After I wrote this essay, I shared it with my son, who was brave enough to give permission to publish it. He hopes that his story — our story — will help bring awareness to the fact that there are conditions in life for which no medical or social system is prepared to help, and people can treat children with brain damage as pariahs without ever giving them a chance.
I think what it means to be a Mother of Sparta is to know that you will either always be in battle or preparing for it. That you can sleep, but one eye will always be open. That your role in society is to protect it as best you can, though this can manifest in different ways. For me right now, it includes “outing” my child with the hope that we will get help, and perhaps make a difference in the way children like my son are treated by the medical, education, psychological, and social service communities. It might one day mean turning my son in to the police. It might mean that my worst assumptions were wrong and that once my son’s brain development “catches up,” as one doctor told us might happen, I will spend the rest of my life eating crow for having assumed the worst. That last one is the one I’d like to see come to fruition.
LR: “Kicking the Snakes” is about you overcoming your fear about becoming a writer. How does it feel to have followed that path? To see your book published? What’s next?
DD: I have battled crippling, mostly irrational fears my whole life, and never knew why. By following the writing path and by publishing this book, I began to face several of my primary fears: fear of being misunderstood, fear of public speaking, fear of flying, fear of failure. But everyone can use a leg up now and again, so when the book went into production, I went into therapy! Note: if you write a memoir and go into therapy, give your therapist a copy of your book; it will save you both a lot of time. I was quickly diagnosed with OCD, though I had lived with moderate to severe symptoms of it for most of my life without knowing what it was. Because I was ignorant of the dimensions of OCD, and didn’t have counting or hand-washing problems, I had never considered OCD. I thought it was “just anxiety,” or a personality weakness. In fact, I recall spending most of my life trying to “suck it up,” which really is a terrible way to manage OCD.
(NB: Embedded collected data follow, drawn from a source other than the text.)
use std::{fmt, str::FromStr};

use chrono::{DateTime, NaiveDate, Utc};
use rust_decimal::Decimal;
use serde::{Deserialize, Serialize};
use utoipa::ToSchema;
use uuid::Uuid;

#[derive(Debug, Clone, Serialize, Deserialize, ToSchema)]
pub struct User {
    pub id: Uuid,
    pub email: String,
    pub role: String,
    pub created_at: DateTime<Utc>,
}

#[derive(Debug, Clone, Copy, PartialEq, Eq, Hash, Default, Serialize, Deserialize, ToSchema)]
#[serde(rename_all = "snake_case")]
pub enum ProductCategory {
    Tableware,
    Chairs,
    Tables,
    Tablecloths,
    Cutlery,
    Glassware,
    Decoration,
    #[default]
    Other,
}

impl ProductCategory {
    pub const ALL: [ProductCategory; 8] = [
        ProductCategory::Tableware,
        ProductCategory::Chairs,
        ProductCategory::Tables,
        ProductCategory::Tablecloths,
        ProductCategory::Cutlery,
        ProductCategory::Glassware,
        ProductCategory::Decoration,
        ProductCategory::Other,
    ];

    pub fn as_str(&self) -> &'static str {
        match self {
            ProductCategory::Tableware => "tableware",
            ProductCategory::Chairs => "chairs",
            ProductCategory::Tables => "tables",
            ProductCategory::Tablecloths => "tablecloths",
            ProductCategory::Cutlery => "cutlery",
            ProductCategory::Glassware => "glassware",
            ProductCategory::Decoration => "decoration",
            ProductCategory::Other => "other",
        }
    }

    /// Label shown next to products and on order lines.
    pub fn label(&self) -> &'static str {
        match self {
            ProductCategory::Tableware => "Tableware",
            ProductCategory::Chairs => "Chairs",
            ProductCategory::Tables => "Tables",
            ProductCategory::Tablecloths => "Tablecloths",
            ProductCategory::Cutlery => "Cutlery",
            ProductCategory::Glassware => "Glassware",
            ProductCategory::Decoration => "Decoration",
            ProductCategory::Other => "Other",
        }
    }
}

impl fmt::Display for ProductCategory {
    fn fmt(&self, f: &mut fmt::Formatter<'_>) -> fmt::Result {
        f.write_str(self.as_str())
    }
}

impl FromStr for ProductCategory {
    type Err = String;

    fn from_str(value: &str) -> Result<Self, Self::Err> {
        ProductCategory::ALL
            .into_iter()
            .find(|category| category.as_str() == value)
            .ok_or_else(|| format!("unknown product category '{value}'"))
    }
}

#[derive(Debug, Clone, Copy, PartialEq, Eq, Hash, Default, Serialize, Deserialize, ToSchema)]
#[serde(rename_all = "snake_case")]
pub enum OrderStatus {
    #[default]
    Pending,
    Delivered,
    Cancelled,
}

impl OrderStatus {
    pub fn as_str(&self) -> &'static str {
        match self {
            OrderStatus::Pending => "pending",
            OrderStatus::Delivered => "delivered",
            OrderStatus::Cancelled => "cancelled",
        }
    }

    pub fn label(&self) -> &'static str {
        match self {
            OrderStatus::Pending => "Pending",
            OrderStatus::Delivered => "Delivered",
            OrderStatus::Cancelled => "Cancelled",
        }
    }

    pub fn is_cancelled(&self) -> bool {
        matches!(self, OrderStatus::Cancelled)
    }
}

impl fmt::Display for OrderStatus {
    fn fmt(&self, f: &mut fmt::Formatter<'_>) -> fmt::Result {
        f.write_str(self.as_str())
    }
}

impl FromStr for OrderStatus {
    type Err = String;

    fn from_str(value: &str) -> Result<Self, Self::Err> {
        match value {
            "pending" => Ok(OrderStatus::Pending),
            "delivered" => Ok(OrderStatus::Delivered),
            "cancelled" => Ok(OrderStatus::Cancelled),
            other => Err(format!("unknown order status '{other}'")),
        }
    }
}

#[derive(Debug, Clone, PartialEq, Serialize, Deserialize, ToSchema)]
pub struct Product {
    pub id: Uuid,
    pub name: String,
    pub category: ProductCategory,
    pub category_display: String,
    pub price_per_unit: Decimal,
    pub stock: i32,
    pub description: Option<String>,
    pub is_active: bool,
    pub created_at: DateTime<Utc>,
    pub updated_at: DateTime<Utc>,
}

#[derive(Debug, Clone, PartialEq, Serialize, Deserialize, ToSchema)]
pub struct Order {
    pub id: Uuid,
    pub customer_name: String,
    pub customer_phone: String,
    pub customer_address: String,
    pub event_date: NaiveDate,
    pub delivery_date: NaiveDate,
    pub return_date: NaiveDate,
    pub status: OrderStatus,
    pub status_display: String,
    pub observations: String,
    pub created_at: DateTime<Utc>,
    pub updated_at: DateTime<Utc>,
}

#[derive(Debug, Clone, PartialEq, Serialize, Deserialize, ToSchema)]
pub struct OrderItem {
    pub id: Uuid,
    pub product_id: Uuid,
    pub product_name: String,
    pub product_category: String,
    pub quantity: i32,
    pub unit_price: Decimal,
    pub subtotal: Decimal,
}

/// Sum of `quantity * unit_price` over the given lines.
pub fn order_total<I>(lines: I) -> Decimal
where
    I: IntoIterator<Item = (i32, Decimal)>,
{
    lines
        .into_iter()
        .map(|(quantity, unit_price)| Decimal::from(quantity) * unit_price)
        .sum()
}

/// Number of rented units across the given quantities.
pub fn items_count<I>(quantities: I) -> i64
where
    I: IntoIterator<Item = i32>,
{
    quantities.into_iter().map(i64::from).sum()
}

#[cfg(test)]
mod tests {
    use super::*;

    #[test]
    fn order_total_multiplies_and_sums_lines() {
        let total = order_total([(2, Decimal::new(5000, 2)), (1, Decimal::new(3000, 2))]);
        assert_eq!(total, Decimal::new(13000, 2));
    }

    #[test]
    fn order_total_of_no_lines_is_zero() {
        assert_eq!(order_total(std::iter::empty()), Decimal::ZERO);
    }

    #[test]
    fn status_parses_its_own_wire_name() {
        for status in [OrderStatus::Pending, OrderStatus::Delivered, OrderStatus::Cancelled] {
            assert_eq!(status.as_str().parse::<OrderStatus>(), Ok(status));
        }
        assert!("shipped".parse::<OrderStatus>().is_err());
    }

    #[test]
    fn category_labels_are_distinct() {
        let mut labels: Vec<_> = ProductCategory::ALL.iter().map(|c| c.label()).collect();
        labels.sort_unstable();
        labels.dedup();
        assert_eq!(labels.len(), ProductCategory::ALL.len());
        assert_eq!("glassware".parse::<ProductCategory>(), Ok(ProductCategory::Glassware));
    }
}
In post-diagnosis hindsight, it is obvious that these are OCD essays without the OCD label. I was trying to understand and describe the difficulty of living with OCD without knowing what it was. Even the “Fear of Flying” essay that talks about post-partum depression is actually post-partum OCD, according to a few professionals who have read it. I think it is interesting that my behaviors and thoughts are sort of dissected and laid out on the table for examination, without a label attached, which I think speaks to an unintentional theme of this memoir — living within your label or escaping it: Autistic, overthinker, divorcee, failure, psychopath, dreamer, new girl, new mom, welfare mom, soccer mom, pedophile, “Cap’n faggot,” or whatever your own label might be. Sometimes labels are damning, sometimes they are limiting, and sometimes, if you are lucky, they might help for a bit, though I think they are mostly damning or limiting.
I always wonder what’s next. I think that’s a great question! I have a second essay collection half finished; some of the essays have already left the nest for individual publication. I also spent the last six months revising a draft of a novel that I am starting to get seriously attached to. I have a few other books on deck when those are finished. I’m also teaching now, which I love doing, and which I plan to continue if the avenues stay open.
Mothers of Sparta: A Memoir in Pieces by Dawn Davies (Flatiron Books, 9781250133700, Hardcover Nonfiction, $24.99) On Sale Date: 1/30/2018.